I tried typing on my trusty lappytoppy, but I’m not tech-savvy enough to be able to disable my delete and backspace. Is that even possible? I tried writing with my notebook and my favorite pen. That just seemed to add more anxiety, because then I had to type them into my word document, and so went the editing again. I went to a write-in. Those are events where WriMos plop a squat in some fine establishment and destroy the illusion that writing has to be a solitary activity. I tried to go to three.

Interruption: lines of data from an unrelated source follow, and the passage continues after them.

//! Reminder service: dated notes owned by a customer.
//!
//! Reminders are addressed by `(customer_id, reminder_id)` and mutated with
//! single-row statements; the parent customer row is never rewritten.

use chrono::{DateTime, NaiveDate, NaiveTime, TimeDelta, Utc};
use serde::Deserialize;
use sqlx::PgPool;
use uuid::Uuid;

use crm_common::error::AppError;
use crm_common::types::{Page, Pagination, Reminder, ReminderWithCustomer};

pub struct ReminderService;

#[derive(Debug, Clone, Deserialize)]
pub struct CreateReminderParams {
    pub date: DateTime<Utc>,
    #[serde(default)]
    pub about: String,
}

#[derive(Debug, Clone, Default, Deserialize)]
pub struct UpdateReminderParams {
    pub date: Option<DateTime<Utc>>,
    pub about: Option<String>,
}

impl ReminderService {
    /// Attach a new reminder to a customer.
    pub async fn add(
        pool: &PgPool,
        customer_id: Uuid,
        params: &CreateReminderParams,
    ) -> Result<Reminder, AppError> {
        let about = about_text(&params.about)?;

        let reminder: Reminder = sqlx::query_as(
            r#"
            INSERT INTO reminders (id, customer_id, date, about)
            SELECT $1, $2, $3, $4
            WHERE EXISTS (SELECT 1 FROM customers WHERE id = $2)
            RETURNING *
            "#,
        )
        .bind(Uuid::new_v4())
        .bind(customer_id)
        .bind(params.date)
        .bind(about)
        .fetch_optional(pool)
        .await?
        .ok_or_else(|| AppError::NotFound(format!("Customer {} not found", customer_id)))?;

        tracing::info!(
            customer_id = %customer_id,
            reminder_id = %reminder.id,
            "Reminder added"
        );

        Ok(reminder)
    }

    /// Update a reminder's date and/or text.
    pub async fn update(
        pool: &PgPool,
        customer_id: Uuid,
        reminder_id: Uuid,
        params: &UpdateReminderParams,
    ) -> Result<Reminder, AppError> {
        let about = params.about.as_deref().map(about_text).transpose()?;

        let reminder: Reminder = sqlx::query_as(
            r#"
            UPDATE reminders SET
                date = COALESCE($3, date),
                about = COALESCE($4, about)
            WHERE id = $1 AND customer_id = $2
            RETURNING *
            "#,
        )
        .bind(reminder_id)
        .bind(customer_id)
        .bind(params.date)
        .bind(about)
        .fetch_optional(pool)
        .await?
        .ok_or_else(|| not_found(customer_id, reminder_id))?;

        Ok(reminder)
    }

    pub async fn delete(pool: &PgPool, customer_id: Uuid, reminder_id: Uuid) -> Result<(), AppError> {
        let result = sqlx::query("DELETE FROM reminders WHERE id = $1 AND customer_id = $2")
            .bind(reminder_id)
            .bind(customer_id)
            .execute(pool)
            .await?;

        if result.rows_affected() == 0 {
            return Err(not_found(customer_id, reminder_id));
        }

        tracing::info!(
            customer_id = %customer_id,
            reminder_id = %reminder_id,
            "Reminder deleted"
        );
        Ok(())
    }

    /// Reminders falling on `date` (UTC calendar day), with customer contact details.
    pub async fn list_by_date(
        pool: &PgPool,
        date: NaiveDate,
        pagination: Pagination,
    ) -> Result<Page<ReminderWithCustomer>, AppError> {
        let (start, end) = day_bounds(date)?;

        let reminders: Vec<ReminderWithCustomer> = sqlx::query_as(
            r#"
            SELECT r.id, r.customer_id, r.date, r.about,
                   c.name AS customer_name, c.mobile AS customer_mobile
            FROM reminders r
            JOIN customers c ON c.id = r.customer_id
            WHERE r.date >= $1 AND r.date < $2
            ORDER BY r.date, r.id
            LIMIT $3 OFFSET $4
            "#,
        )
        .bind(start)
        .bind(end)
        .bind(pagination.limit)
        .bind(pagination.offset())
        .fetch_all(pool)
        .await?;

        let (total,): (i64,) =
            sqlx::query_as("SELECT COUNT(*) FROM reminders WHERE date >= $1 AND date < $2")
                .bind(start)
                .bind(end)
                .fetch_one(pool)
                .await?;

        Ok(Page::new(reminders, total, pagination.page, pagination.limit))
    }
}

fn about_text(about: &str) -> Result<&str, AppError> {
    let about = about.trim();
    if about.is_empty() {
        return Err(AppError::Validation("about is required".to_string()));
    }
    Ok(about)
}

fn not_found(customer_id: Uuid, reminder_id: Uuid) -> AppError {
    AppError::NotFound(format!(
        "Reminder {} not found for customer {}",
        reminder_id, customer_id
    ))
}

/// Half-open `[start, end)` UTC range covering one calendar day.
fn day_bounds(date: NaiveDate) -> Result<(DateTime<Utc>, DateTime<Utc>), AppError> {
    let start = date.and_time(NaiveTime::MIN).and_utc();
    let end = start
        .checked_add_signed(TimeDelta::days(1))
        .ok_or_else(|| AppError::Validation(format!("date {} out of range", date)))?;
    Ok((start, end))
}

The first place I couldn’t find. I’m new in Honolulu, HI. Add that to the debacle of me riding the bus, yeah, it’s a mess. I’m used to living in West Virginia where I drove everywhere. Now I don’t even own a car, but I digress. The second one I decided to go to, I found the place but not the WriMo, who was there. I realized I had gone to the wrong one where I thought there would be a group of folks. Instead there was one person in the quietest coffee shop that I’d ever been. I didn’t know she was there until I checked the forum and saw that I missed her! I almost gave up, but I really wanted to try this experience. It seemed to help other folks to reach that elusive next level.

The third time, I actually ended up at Pa’ina Cafe in the Ward Center. I met this delightful bunch of Hi-WriMos, eccentrics tapping away at their keyboards. Unfortunately, I felt kind of like a guy who was standing at a urinal surrounded by men with huge monstrous wangs, while his shriveled member barely poked past his pubic hair. In this case, I sat with my hidden shame of my low word count. Everyone was really welcoming and kind, but my ego was a bit bruised when I learned how much slower I typed during the speed writing wars. I realized that a month just wasn’t going to work for me.

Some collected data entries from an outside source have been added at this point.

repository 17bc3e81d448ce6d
pub mod config;
pub mod db;
pub mod error;
pub mod redis_pool;
pub mod types;
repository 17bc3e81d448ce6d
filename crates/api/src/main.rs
//! Field CRM API server binary entrypoint.

use std::net::SocketAddr;
use std::sync::Arc;

use tower_http::cors::CorsLayer;
use tower_http::limit::RequestBodyLimitLayer;
use tower_http::trace::TraceLayer;
use tracing_subscriber::EnvFilter;

use crm_common::config::AppConfig;
use crm_common::db::{create_pool, run_migrations};
use crm_common::redis_pool::create_redis_pool;

use crm_api::routes::create_router;
use crm_api::state::{AppState, build_dispatcher};

/// Request bodies larger than this are rejected with 413.
const MAX_BODY_BYTES: usize = 256 * 1024;

#[tokio::main]
async fn main() -> anyhow::Result<()> {
    // Initialize tracing
    tracing_subscriber::fmt()
        .with_env_filter(EnvFilter::try_from_default_env().unwrap_or_else(|_| {
            EnvFilter::new("crm_api=debug,crm_engine=debug,crm_notifier=info,tower_http=debug")
        }))
        .init();

    tracing::info!("Starting field CRM API server...");

    // Load configuration
    let config = AppConfig::from_env()?;

    // Create database connection pool
    let pool = create_pool(&config.database_url, config.db_max_connections).await?;
    run_migrations(&pool).await?;

    // Create Redis connection
    let redis = create_redis_pool(&config.redis_url).await?;

    // Messaging provider + dispatcher
    let dispatcher = Arc::new(build_dispatcher(&config)?);

    let port = config.api_port;
    let state = AppState::new(pool, redis, config, dispatcher);

    // Build router
    let app = create_router(state)
        .layer(RequestBodyLimitLayer::new(MAX_BODY_BYTES))
        .layer(TraceLayer::new_for_http())
        .layer(CorsLayer::permissive());

    // Start server
    let addr = SocketAddr::from(([0, 0, 0, 0], port));
    tracing::info!("API server listening on {}", addr);

    let listener = tokio::net::TcpListener::bind(addr).await?;
    axum::serve(listener, app).await?;

    Ok(())
}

During the writing process, we received many different emails of encouragement from The Office of Letters and Light, guest authors and our municipal liaison for local support. What struck me was the emphasis that the word count wasn’t necessarily the only point. Sometimes the work itself is the reward. I learned about myself. I’m competitive about many things, but writing isn’t one of them. I have a problem with just letting my words flow when it comes to anything other than poetry. And my writer ego is made of cotton candy and sugar glass; I’ve gotten to toughen it up. I’m a work in process, and I’m not letting my characters go. They still have more to say. It’s just going to take more than 30 days.

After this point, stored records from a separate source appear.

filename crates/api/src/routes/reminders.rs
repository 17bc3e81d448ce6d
//! Reminder routes: dated notes attached to a customer.

use axum::extract::{Path, Query, State};
use axum::routing::{get, post, put};
use axum::{Json, Router};
use chrono::{NaiveDate, Utc};
use serde::Deserialize;
use serde_json::json;
use uuid::Uuid;

use crm_common::error::AppError;
use crm_common::types::{Page, Pagination, Reminder, ReminderWithCustomer};
use crm_engine::reminder::{CreateReminderParams, ReminderService, UpdateReminderParams};

use crate::middleware::auth::AuthUser;
use crate::state::AppState;

pub fn router() -> Router<AppState> {
    Router::new()
        .route("/api/customers/reminders", get(reminders_by_date))
        .route("/api/customers/{id}/reminders", post(add_reminder))
        .route(
            "/api/customers/{id}/reminders/{reminder_id}",
            put(update_reminder).delete(delete_reminder),
        )
}

#[derive(Debug, Deserialize)]
pub struct ByDateQuery {
    /// Calendar day (`YYYY-MM-DD`); defaults to today (UTC)
    pub date: Option<NaiveDate>,
    pub page: Option<i64>,
    pub limit: Option<i64>,
}

/// POST /api/customers/:id/reminders
async fn add_reminder(
    State(state): State<AppState>,
    _auth: AuthUser,
    Path(customer_id): Path<Uuid>,
    Json(params): Json<CreateReminderParams>,
) -> Result<Json<Reminder>, AppError> {
    Ok(Json(
        ReminderService::add(&state.pool, customer_id, &params).await?,
    ))
}

/// PUT /api/customers/:id/reminders/:reminder_id
async fn update_reminder(
    State(state): State<AppState>,
    _auth: AuthUser,
    Path((customer_id, reminder_id)): Path<(Uuid, Uuid)>,
    Json(params): Json<UpdateReminderParams>,
) -> Result<Json<Reminder>, AppError> {
    Ok(Json(
        ReminderService::update(&state.pool, customer_id, reminder_id, &params).await?,
    ))
}

/// DELETE /api/customers/:id/reminders/:reminder_id
async fn delete_reminder(
    State(state): State<AppState>,
    _auth: AuthUser,
    Path((customer_id, reminder_id)): Path<(Uuid, Uuid)>,
) -> Result<Json<serde_json::Value>, AppError> {
    ReminderService::delete(&state.pool, customer_id, reminder_id).await?;
    Ok(Json(json!({ "message": "Reminder deleted" })))
}

/// GET /api/customers/reminders?date&page&limit: Reminders due on a day.
async fn reminders_by_date(
    State(state): State<AppState>,
    _auth: AuthUser,
    Query(query): Query<ByDateQuery>,
) -> Result<Json<Page<ReminderWithCustomer>>, AppError> {
    let pagination = Pagination::new(query.page, query.limit)?;
    let date = query.date.unwrap_or_else(|| Utc::now().date_naive());
    let page = ReminderService::list_by_date(&state.pool, date, pagination).await?;
    Ok(Json(page))
}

Neurotically yours, Tamara Woods.

 

Tamara Woods is a writer, a would-be philanthropist, a reader, concert-goer, and a lover of cats and all things orange. She blogs for several online sites and is currently working on a fiction novel and a spoken word CD. She is co-creator of Morgantown Poets, a poetry group in Morgantown, WV, and she’s also hosted poetry slams. She is currently a freelance writer in Honolulu, Hawaii. Her blog is: penpaperpad.com. You can follow her on Twitter @penpaperpad, and you can like her on Facebook at: http://www.facebook.com/TamaraWoodsthewriter.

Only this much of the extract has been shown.